The following code usually works for me.
abstract class TimeProvider {

    protected abstract long currentMillis();

    public final DateTime now() {
        return new DateTime(currentMillis());
    }

    public final boolean isSunday() {...} //if often used

    // other common business methods. all final.
}

public final class RealTimeProvider extends TimeProvider {

    protected long currentMillis() {
        return System.currentTimeMillis();
    }
}

public class TestTimeProvider extends TimeProvider {

    private long currentMillis; 

    public TestTimeProvider() {
        this("2013-05-17"); // preset time; handy for tests
    }

    public TestTimeProvider(String currentTime) {
        setTime(currentTime);
    }

    public void setTime(String currentTime) {
        currentMillis = parseTime(currentTime);
    }

    protected long currentMillis() {
        return currentMillis;
    }

    private static long parseTime(String time) {...}
}
Of course, we use TestTimeProvider in unit and spring-context tests. Often it's more handy than mocks.

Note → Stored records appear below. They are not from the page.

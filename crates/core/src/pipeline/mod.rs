//! Media graph engine boundary.
//!
//! The media session never builds encoders, payloaders or network sinks
//! itself. It drives a processing graph through the traits in this module:
//!
//! - [`Pipeline`] — the top-level graph: run state, position/duration
//!   queries, seeking, end-of-stream, and asynchronous bus notifications.
//! - [`Element`] / [`Bin`] — individual graph nodes. Dynamic producers
//!   announce new output pads through `pad-added` / `no-more-pads` callbacks.
//! - [`ElementFactory`] — creates the helper elements a media needs
//!   (the RTP session manager and the placeholder sink).
//!
//! ## Run states
//!
//! ```text
//! Null -> Ready -> Paused (prerolled) -> Playing
//! ```
//!
//! Moving to [`State::Paused`] is usually asynchronous: the graph answers
//! [`StateChangeReturn::Async`] and later posts [`Message::AsyncDone`] once
//! every sink has prerolled. Live sources can not preroll and answer
//! [`StateChangeReturn::NoPreroll`].
//!
//! [`sim`] provides an in-memory implementation used by tests and the CLI.

pub mod sim;

use std::fmt;
use std::ops::BitOr;
use std::sync::Arc;
use std::sync::atomic::{AtomicU64, Ordering};
use std::time::Duration;

use crate::media::stream::Stream;

/// Position on the media timeline.
pub type ClockTime = Duration;

/// Run state of a graph or element.
#[derive(Debug, Clone, Copy, PartialEq, Eq, PartialOrd, Ord, Hash)]
pub enum State {
    Null,
    Ready,
    Paused,
    Playing,
}

impl fmt::Display for State {
    fn fmt(&self, f: &mut fmt::Formatter<'_>) -> fmt::Result {
        match self {
            Self::Null => write!(f, "NULL"),
            Self::Ready => write!(f, "READY"),
            Self::Paused => write!(f, "PAUSED"),
            Self::Playing => write!(f, "PLAYING"),
        }
    }
}

/// Outcome of a run state change request.
#[derive(Debug, Clone, Copy, PartialEq, Eq)]
pub enum StateChangeReturn {
    /// The state change completed synchronously.
    Success,
    /// The state change continues in the background; completion is
    /// announced with [`Message::AsyncDone`].
    Async,
    /// The graph is live and can not preroll in the paused state.
    NoPreroll,
    /// The state change failed.
    Failure,
}

/// Asynchronous notification posted on the graph's bus.
#[derive(Debug, Clone, PartialEq)]
pub enum Message {
    StateChanged { old: State, new: State },
    /// Buffering progress, `0..=100`.
    Buffering { percent: u8 },
    /// Latency of some element changed; the graph latency must be recomputed.
    Latency,
    Error { message: String, debug: Option<String> },
    Warning { message: String, debug: Option<String> },
    /// All sinks prerolled after an asynchronous state change.
    AsyncDone,
    /// End-of-stream reached every sink.
    Eos,
    /// Element-specific notification.
    Element { name: String },
    StreamStatus,
}

impl Message {
    /// Short name of the message type, for logging.
    pub fn type_name(&self) -> &'static str {
        match self {
            Self::StateChanged { .. } => "state-changed",
            Self::Buffering { .. } => "buffering",
            Self::Latency => "latency",
            Self::Error { .. } => "error",
            Self::Warning { .. } => "warning",
            Self::AsyncDone => "async-done",
            Self::Eos => "eos",
            Self::Element { .. } => "element",
            Self::StreamStatus => "stream-status",
        }
    }
}

/// Seek behavior flags.
#[derive(Debug, Clone, Copy, PartialEq, Eq, Default)]
pub struct SeekFlags(u32);

impl SeekFlags {
    pub const NONE: Self = Self(0);
    /// Flush queued data before seeking.
    pub const FLUSH: Self = Self(1 << 0);
    /// Seek to the exact position, decoding from the previous key unit.
    pub const ACCURATE: Self = Self(1 << 1);
    /// Snap to key units.
    pub const KEY_UNIT: Self = Self(1 << 2);

    pub fn contains(self, other: Self) -> bool {
        self.0 & other.0 == other.0
    }
}

impl BitOr for SeekFlags {
    type Output = Self;

    fn bitor(self, rhs: Self) -> Self {
        Self(self.0 | rhs.0)
    }
}

/// How a seek bound is interpreted.
#[derive(Debug, Clone, Copy, PartialEq, Eq)]
pub enum SeekType {
    /// Leave this bound unchanged.
    None,
    /// Set this bound to the given position.
    Set,
}

/// A seek request on the time format.
#[derive(Debug, Clone, PartialEq)]
pub struct Seek {
    pub rate: f64,
    pub flags: SeekFlags,
    pub start_type: SeekType,
    pub start: Option<ClockTime>,
    pub stop_type: SeekType,
    pub stop: Option<ClockTime>,
}

/// A connection point on an element.
#[derive(Debug, Clone, PartialEq, Eq, Hash)]
pub struct Pad {
    name: String,
    parent: Option<String>,
}

impl Pad {
    pub fn new(name: &str, parent: Option<&str>) -> Self {
        Self {
            name: name.to_string(),
            parent: parent.map(str::to_string),
        }
    }

    pub fn name(&self) -> &str {
        &self.name
    }

    /// Name of the element owning this pad, if any.
    pub fn parent(&self) -> Option<&str> {
        self.parent.as_deref()
    }
}

impl fmt::Display for Pad {
    fn fmt(&self, f: &mut fmt::Formatter<'_>) -> fmt::Result {
        match &self.parent {
            Some(parent) => write!(f, "{}:{}", parent, self.name),
            None => write!(f, "{}", self.name),
        }
    }
}

static SIGNAL_HANDLER_COUNTER: AtomicU64 = AtomicU64::new(1);

/// Identifies a connected element callback so it can be disconnected.
#[derive(Debug, Clone, Copy, PartialEq, Eq, Hash)]
pub struct SignalHandlerId(u64);

impl SignalHandlerId {
    /// Allocate a process-unique handler id.
    pub fn next() -> Self {
        Self(SIGNAL_HANDLER_COUNTER.fetch_add(1, Ordering::Relaxed))
    }
}

/// Receives bus notifications. Called from whatever thread posts them.
pub type BusHandler = Arc<dyn Fn(Message) + Send + Sync>;

/// Called with the new pad when a dynamic element exposes an output.
pub type PadAddedCallback = Box<dyn Fn(&Pad) + Send + Sync>;

/// Called when a dynamic element will not expose any more outputs.
pub type NoMorePadsCallback = Box<dyn Fn() + Send + Sync>;

/// A node in the processing graph.
pub trait Element: Send + Sync {
    fn name(&self) -> String;

    /// Look up an always-present pad by name (e.g. `"src"`).
    fn static_pad(&self, name: &str) -> Option<Pad>;

    fn set_state(&self, state: State) -> StateChangeReturn;

    /// Invoked from a streaming thread whenever the element exposes a new pad.
    fn connect_pad_added(&self, callback: PadAddedCallback) -> SignalHandlerId;

    /// Invoked once the element has exposed all of its pads.
    fn connect_no_more_pads(&self, callback: NoMorePadsCallback) -> SignalHandlerId;

    fn disconnect(&self, id: SignalHandlerId);
}

/// An element containing other elements, e.g. the user-supplied media bin.
pub trait Bin: Element {
    fn by_name(&self, name: &str) -> Option<Arc<dyn Element>>;

    /// Publish `target` on the bin's external boundary under `name`.
    fn add_ghost_pad(&self, name: &str, target: &Pad) -> Pad;

    fn remove_pad(&self, pad: &Pad) -> bool;
}

/// The top-level graph a media session drives.
///
/// Implementations must be safe to call from several threads at once:
/// protocol handler threads, the media's control thread, and streaming
/// threads all reach the pipeline.
pub trait Pipeline: Send + Sync {
    fn set_state(&self, state: State) -> StateChangeReturn;

    /// Block until a pending state change settles (or `timeout` elapses)
    /// and return the outcome together with the current state.
    fn get_state(&self, timeout: Option<Duration>) -> (StateChangeReturn, State);

    /// Current playback position; `None` when the query fails.
    fn query_position(&self) -> Option<ClockTime>;

    /// Total duration; `None` when unknown.
    fn query_duration(&self) -> Option<ClockTime>;

    fn seek(&self, seek: &Seek) -> bool;

    /// Inject an end-of-stream event at the sources.
    fn send_eos(&self) -> bool;

    fn recalculate_latency(&self) -> bool;

    fn add(&self, element: Arc<dyn Element>) -> bool;

    fn remove(&self, element: &Arc<dyn Element>) -> bool;

    /// Build and link the delivery branch for `stream` behind the session
    /// manager element, bringing new elements to `state`.
    fn join_stream(&self, stream: &Stream, session: &Arc<dyn Element>, state: State) -> bool;

    /// Undo [`join_stream`](Self::join_stream).
    fn leave_stream(&self, stream: &Stream, session: &Arc<dyn Element>) -> bool;

    /// Install (or clear) the receiver of bus notifications.
    fn set_bus_handler(&self, handler: Option<BusHandler>);
}

/// Creates graph elements by factory name.
pub trait ElementFactory: Send + Sync {
    fn make(&self, factory: &str, name: Option<&str>) -> Option<Arc<dyn Element>>;
}
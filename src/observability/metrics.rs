//! Navigation metrics.
//!
//! # Metrics
//! - `router_navigations_total` (counter): finished navigations by outcome
//! - `router_navigation_duration_seconds` (histogram): location change to mount
//! - `router_controller_destroyed_total` (counter): controllers torn down
//!
//! # Design Decisions
//! - Outcome labels: mounted, superseded, not_found, loader_failed, init_failed
//! - Recording goes through the `metrics` facade; no exporter is bundled

use std::time::Instant;

pub const NAVIGATIONS_TOTAL: &str = "router_navigations_total";
pub const NAVIGATION_DURATION: &str = "router_navigation_duration_seconds";
pub const CONTROLLER_DESTROYED: &str = "router_controller_destroyed_total";

/// Record a finished navigation.
pub fn record_navigation(outcome: &'static str, started: Instant) {
    ::metrics::counter!(NAVIGATIONS_TOTAL, "outcome" => outcome).increment(1);
    ::metrics::histogram!(NAVIGATION_DURATION, "outcome" => outcome).record(started.elapsed().as_secs_f64());
}

/// Record a controller teardown.
pub fn record_destroyed() {
    ::metrics::counter!(CONTROLLER_DESTROYED).increment(1);
}
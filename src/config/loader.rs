//! Configuration loading from disk.

use std::fs;
use std::path::Path;

use thiserror::Error;

use crate::config::schema::AppConfig;
use crate::config::validation::{validate_config, ValidationError};

/// Error type for configuration loading.
#[derive(Debug, Error)]
pub enum ConfigError {
    #[error("IO error: {0}")]
    Io(#[from] std::io::Error),

    #[error("Parse error: {0}")]
    Parse(#[from] toml::de::Error),

    #[error("Validation failed: {}", join_errors(.0))]
    Validation(Vec<ValidationError>),
}

pub(crate) fn join_errors(errors: &[ValidationError]) -> String {
    errors
        .iter()
        .map(ToString::to_string)
        .collect::<Vec<_>>()
        .join(", ")
}

/// Parse and validate configuration from TOML text.
pub fn parse_config(content: &str) -> Result<AppConfig, ConfigError> {
    let config: AppConfig = toml::from_str(content)?;
    validate_config(&config).map_err(ConfigError::Validation)?;
    Ok(config)
}

/// Load and validate configuration from a TOML file.
pub fn load_config(path: &Path) -> Result<AppConfig, ConfigError> {
    let content = fs::read_to_string(path)?;
    let config = parse_config(&content)?;
    tracing::debug!(path = %path.display(), routes = config.routes.len(), "Configuration loaded");
    Ok(config)
}
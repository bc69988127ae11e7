//! In-memory history stack.
//!
//! # Responsibilities
//! - Keep an entry stack with a cursor (push truncates forward entries)
//! - Notify listeners synchronously on push, replace and back
//! - Render hrefs for hash or browser mode
//!
//! # Design Decisions
//! - Listeners are called outside the entry lock, so a listener may navigate
//! - Hash mode does not stack a second entry for the current path, but
//!   listeners are still notified

use std::sync::atomic::{AtomicU64, Ordering};
use std::sync::{Mutex, MutexGuard, PoisonError};

use crate::config::HistoryType;
use crate::history::location::{Action, Location, LocationKey};
use crate::history::{History, HistoryError, Listener, ListenerId};

struct Entries {
    stack: Vec<Location>,
    index: usize,
    next_key: u64,
}

impl Entries {
    fn issue_key(&mut self) -> LocationKey {
        let key = LocationKey(self.next_key);
        self.next_key += 1;
        key
    }

    fn current(&self) -> &Location {
        &self.stack[self.index]
    }
}

/// History backed by an in-memory stack.
pub struct MemoryHistory {
    kind: HistoryType,
    entries: Mutex<Entries>,
    listeners: Mutex<Vec<(ListenerId, Listener)>>,
    next_listener: AtomicU64,
}

impl MemoryHistory {
    /// Create a history positioned at `/`.
    pub fn new(kind: HistoryType) -> Self {
        Self::from_location(kind, Location::root(LocationKey(0)))
    }

    /// Create a history positioned at `path`.
    pub fn with_initial(kind: HistoryType, path: &str) -> Result<Self, HistoryError> {
        let location = Location::parse(path, Action::Pop, LocationKey(0))?;
        Ok(Self::from_location(kind, location))
    }

    fn from_location(kind: HistoryType, location: Location) -> Self {
        Self {
            kind,
            entries: Mutex::new(Entries {
                stack: vec![location],
                index: 0,
                next_key: 1,
            }),
            listeners: Mutex::new(Vec::new()),
            next_listener: AtomicU64::new(0),
        }
    }

    /// Snapshot of the entry stack, oldest first.
    pub fn entries(&self) -> Vec<Location> {
        self.lock_entries().stack.clone()
    }

    /// Number of registered listeners.
    pub fn listener_count(&self) -> usize {
        self.lock_listeners().len()
    }

    fn lock_entries(&self) -> MutexGuard<'_, Entries> {
        self.entries.lock().unwrap_or_else(PoisonError::into_inner)
    }

    fn lock_listeners(&self) -> MutexGuard<'_, Vec<(ListenerId, Listener)>> {
        self.listeners.lock().unwrap_or_else(PoisonError::into_inner)
    }

    fn notify(&self, location: &Location) {
        let listeners: Vec<Listener> = self
            .lock_listeners()
            .iter()
            .map(|(_, listener)| listener.clone())
            .collect();

        for listener in listeners {
            listener(location);
        }
    }
}

impl History for MemoryHistory {
    fn kind(&self) -> HistoryType {
        self.kind
    }

    fn location(&self) -> Location {
        self.lock_entries().current().clone()
    }

    fn push(&self, path: &str) -> Result<(), HistoryError> {
        let location = {
            let mut entries = self.lock_entries();
            let key = entries.issue_key();
            let location = Location::parse(path, Action::Push, key)?;

            if self.kind == HistoryType::Hash && entries.current().path() == location.path() {
                tracing::debug!(
                    path = %location.path(),
                    "Hash history cannot push the same path; a new entry will not be added"
                );
                let index = entries.index;
                entries.stack[index] = location.clone();
            } else {
                let next = entries.index + 1;
                entries.stack.truncate(next);
                entries.stack.push(location.clone());
                entries.index = next;
            }
            location
        };

        self.notify(&location);
        Ok(())
    }

    fn replace(&self, path: &str) -> Result<(), HistoryError> {
        let location = {
            let mut entries = self.lock_entries();
            let key = entries.issue_key();
            let location = Location::parse(path, Action::Replace, key)?;
            let index = entries.index;
            entries.stack[index] = location.clone();
            location
        };

        self.notify(&location);
        Ok(())
    }

    fn back(&self) -> bool {
        let location = {
            let mut entries = self.lock_entries();
            if entries.index == 0 {
                return false;
            }
            entries.index -= 1;
            let index = entries.index;
            entries.stack[index].action = Action::Pop;
            entries.current().clone()
        };

        self.notify(&location);
        true
    }

    fn listen(&self, listener: Listener) -> ListenerId {
        let id = ListenerId::new(self.next_listener.fetch_add(1, Ordering::Relaxed));
        self.lock_listeners().push((id, listener));
        id
    }

    fn unlisten(&self, id: ListenerId) {
        self.lock_listeners().retain(|(existing, _)| *existing != id);
    }
}
//! Configuration management subsystem.
//!
//! # Data Flow
//! ```text
//! config file (TOML)                 AppBuilder (code)
//!     → loader.rs (parse)                → factory routes, loader,
//!     → validation.rs (semantic checks)    container handle, history
//!     → AppConfig ────────────────────────┘
//!     → RouteTable compiled once, shared via Arc
//! ```
//!
//! # Design Decisions
//! - Config is immutable once the app is built
//! - Everything except `routes` has a default to allow minimal configs
//! - Validation separates syntactic (serde) from semantic checks

pub mod loader;
pub mod schema;
pub mod validation;

pub use loader::{load_config, parse_config, ConfigError};
pub use schema::{AppConfig, EventsConfig, HistoryType, ObservabilityConfig, RouteConfig};
pub use validation::ValidationError;
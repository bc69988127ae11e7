//! Observability subsystem.
//!
//! # Data Flow
//! ```text
//! coordinator, builder, history listener:
//!     → logging.rs (structured log events via tracing)
//!     → metrics.rs (navigation counters and durations)
//!
//! Consumers:
//!     → whatever subscriber / recorder the embedding program installs
//! ```
//!
//! # Design Decisions
//! - The library never installs a global subscriber or recorder on its own
//! - Metrics are cheap no-ops until a recorder is installed

pub mod logging;
pub mod metrics;

pub use logging::init_logging;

If needed, add similar support for timezone.
Now we can test findNotificationsToSend, control time during integration tests and test isSunday method:
@RunWith(ZohhakRunner.class)
public class TimeProviderTest {

    TestTimeProvider timeProvider = new TestTimeProvider();

    @TestWith({
                 "2013-04-14,  true",
                 "2013-04-15,  false"
    })
    public void should_detect_sunday(String date, boolean shouldBeSunday) {
        timeProvider.setTime(date);

        boolean isSunday = timeProvider.isSunday();

        assertThat(isSunday).isEqualTo(shouldBeSunday);
    }
}
One place where time provider alone is not enough is integration testing, when we start the whole server to imitate production environment and connect to it over http. But that's a story for another post.